IL VALORE DELLA PREHABILITATION NEL PERCORSO DEL PAZIENTE

Giovedì 26 Febbraio 2026

Il risultato di interventi di protesica di anca e di ginocchio non dipende solo dalla tecnica chirurgica o dalla tecnologia utilizzata, ma anche da come il paziente arriva all’intervento.

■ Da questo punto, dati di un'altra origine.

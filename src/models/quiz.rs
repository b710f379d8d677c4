use chrono::{DateTime, Utc};
use serde::{Deserialize, Serialize};
use uuid::Uuid;

use crate::models::question::Question;
use crate::models::session::QuizSession;

const COMPLETE_SUFFIX: &str = " (Complete)";
const IN_PROGRESS_SUFFIX: &str = " (In Progress)";

/// 保存下来的测验（可重做、可导出）
#[derive(Debug, Clone, PartialEq, Serialize, Deserialize)]
#[serde(rename_all = "camelCase")]
pub struct QuizRecord {
    pub id: String,
    pub title: String,
    #[serde(default)]
    pub certificate_id: String,
    #[serde(default)]
    pub certificate_name: String,
    pub language: String,
    pub questions: Vec<Question>,
    pub created_at: DateTime<Utc>,
}

impl QuizRecord {
    /// 批量生成得到的新测验
    pub fn generated(
        certificate_id: impl Into<String>,
        certificate_name: impl Into<String>,
        language: impl Into<String>,
        questions: Vec<Question>,
    ) -> Self {
        let certificate_name = certificate_name.into();
        Self {
            id: format!("quiz-{}", Uuid::new_v4()),
            title: format!("{} Practice Quiz", certificate_name),
            certificate_id: certificate_id.into(),
            certificate_name,
            language: language.into(),
            questions,
            created_at: Utc::now(),
        }
    }

    /// 已完成会话对应的测验记录，沿用会话 id
    pub fn from_completed_session(session: &QuizSession) -> Self {
        Self {
            id: session.id.clone(),
            title: format!(
                "{} Practice Quiz{}",
                session.config.certificate_name, COMPLETE_SUFFIX
            ),
            certificate_id: session.config.certificate_id.clone(),
            certificate_name: session.config.certificate_name.clone(),
            language: session.config.language.clone(),
            questions: session.current_questions.clone(),
            created_at: session.created_at,
        }
    }

    /// 把标题标记为已完成（去掉旧的状态后缀）
    pub fn mark_complete(&mut self) {
        let base = self
            .title
            .replace(IN_PROGRESS_SUFFIX, "")
            .replace(COMPLETE_SUFFIX, "");
        self.title = format!("{}{}", base, COMPLETE_SUFFIX);
    }
}

/// 证书
#[derive(Debug, Clone, PartialEq, Serialize, Deserialize)]
#[serde(rename_all = "camelCase")]
pub struct Certificate {
    pub id: String,
    pub name: String,
    #[serde(default, skip_serializing_if = "Option::is_none")]
    pub description: Option<String>,
    pub created_at: DateTime<Utc>,
    #[serde(default, skip_serializing_if = "Option::is_none")]
    pub question_set_id: Option<String>,
}

impl Certificate {
    pub fn new(name: impl Into<String>, description: Option<String>) -> Self {
        Self {
            id: format!("cert-{}", Uuid::new_v4()),
            name: name.into(),
            description,
            created_at: Utc::now(),
            question_set_id: None,
        }
    }
}

/// 证书的题库
#[derive(Debug, Clone, PartialEq, Serialize, Deserialize)]
#[serde(rename_all = "camelCase")]
pub struct QuestionSet {
    pub id: String,
    pub certificate_id: String,
    pub questions: Vec<Question>,
    pub created_at: DateTime<Utc>,
    pub updated_at: DateTime<Utc>,
}

impl QuestionSet {
    pub fn new(certificate_id: impl Into<String>, questions: Vec<Question>) -> Self {
        let now = Utc::now();
        Self {
            id: format!("qs-{}", Uuid::new_v4()),
            certificate_id: certificate_id.into(),
            questions,
            created_at: now,
            updated_at: now,
        }
    }

    /// 把题库转换成可以重做的测验
    pub fn to_quiz(&self, certificate: &Certificate, language: &str) -> QuizRecord {
        QuizRecord {
            id: format!("quiz-{}", Uuid::new_v4()),
            title: format!("{} Question Bank", certificate.name),
            certificate_id: certificate.id.clone(),
            certificate_name: certificate.name.clone(),
            language: language.to_string(),
            questions: self.questions.clone(),
            created_at: self.updated_at,
        }
    }
}

/// 用户设置
#[derive(Debug, Clone, PartialEq, Eq, Serialize, Deserialize)]
#[serde(rename_all = "camelCase")]
pub struct AppSettings {
    pub api_key: String,
    pub language: String,
}

impl Default for AppSettings {
    fn default() -> Self {
        Self {
            api_key: String::new(),
            language: "en".to_string(),
        }
    }
}

/// 批量生成进度
#[derive(Debug, Clone, PartialEq, Eq)]
pub struct GenerationProgress {
    pub completed: usize,
    pub total: usize,
    pub current_batch: usize,
    pub total_batches: usize,
    pub status: String,
}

In Clinica, la preparazione preoperatoria è diventata parte del percorso di cura, attraverso un modello di prehabilitation: si tratta di prendere in carico il paziente in modo preventivo, personalizzato e multidisciplinare, per accompagnarlo verso l’intervento nelle migliori condizioni possibili.

 

La chirurgia comincia prima: il senso della prehabilitation

La Dott.ssa Elena Bertolini, Anestesista - Responsabile del percorso di valutazione e prehabilitation, spiega che la prehabilitation "è un modo diverso di intendere la cura. Per anni si è pensato che la chirurgia iniziasse il giorno dell’intervento. Oggi sappiamo che non è così: l’esito dell’operazione dipende da come il paziente arriva a quell’appuntamento". Inoltre, dice che "la prehabilitation non è una lista di esami, ma un percorso di accompagnamento. Un paziente che arriva preparato affronta meglio l’anestesia, la chirurgia e il recupero. Riduciamo i rischi, diminuiamo le complicanze e rendiamo il percorso più sereno. Il paziente non si sente più “portato in sala operatoria", ma seguito e accompagnato”.

 

Stabilizzare prima per recuperare meglio

La Dott.ssa Ilaria Cera, Medico Internista - Percorso di valutazione e prehabilitation, spiega che il ruolo dell’internista è importante “perché un intervento chirurgico non riguarda solo l’organo da operare, ma tutto il corpo. Molti pazienti convivono con diabete, ipertensione, sovrappeso o alterazioni metaboliche che, se non ben controllate, possono influenzare l’intervento e il rceupero”. Inoltre chiarisce cosa viene fatto durante la prehabilitation: "valutiamo e ottimiziamo. Controlliamo la glicemia, la pressione, lo stato nutrizionale, rivediamo le terapie. Anche piccoli aggiustamenti possono fare una grande differenza. Infatti, un organismo più stabile reagisce meglio allo stress chirurgico. L’anestesia è più sicura, il recupero è più rapido e meno faticoso. Il paziente si sente più pronto".

 

Il cuore al centro del percorso di preparazione

La Dott.ssa Giulia Geremia, Cardiologa - Percorso di Valutazione e prehabilitation, ci fa capire che il cuore è molto importante prima di un intervento “perché ogni intervento rappresenta uno stress per l’organismo. Il cuore deve adattarsi all’anestesia e alle variazioni fisiologiche, anche in pazienti che si sentono bene”. La valutazione cardiologica è sempre utile "perché permette di capire se il cuore ha la riserva necessaria per affrontare l’intervento in sicurezza. È una valutazione preventiva, non allarmistica". Inoltre, chiarisce che le terapie croniche vengono gestite "con attenzione e personalizzazione. Valutiamo quando e come modificare le terapie per arrivare all’intervento con un cuore stabile e protetto".

In sintesi, la preparazione all’intervento comincia prima dell’intervento stesso: il paziente viene valutato nel suo insieme dai medici che lavorano in squadra in ogni fase, così da arrivare all’intervento più preparati.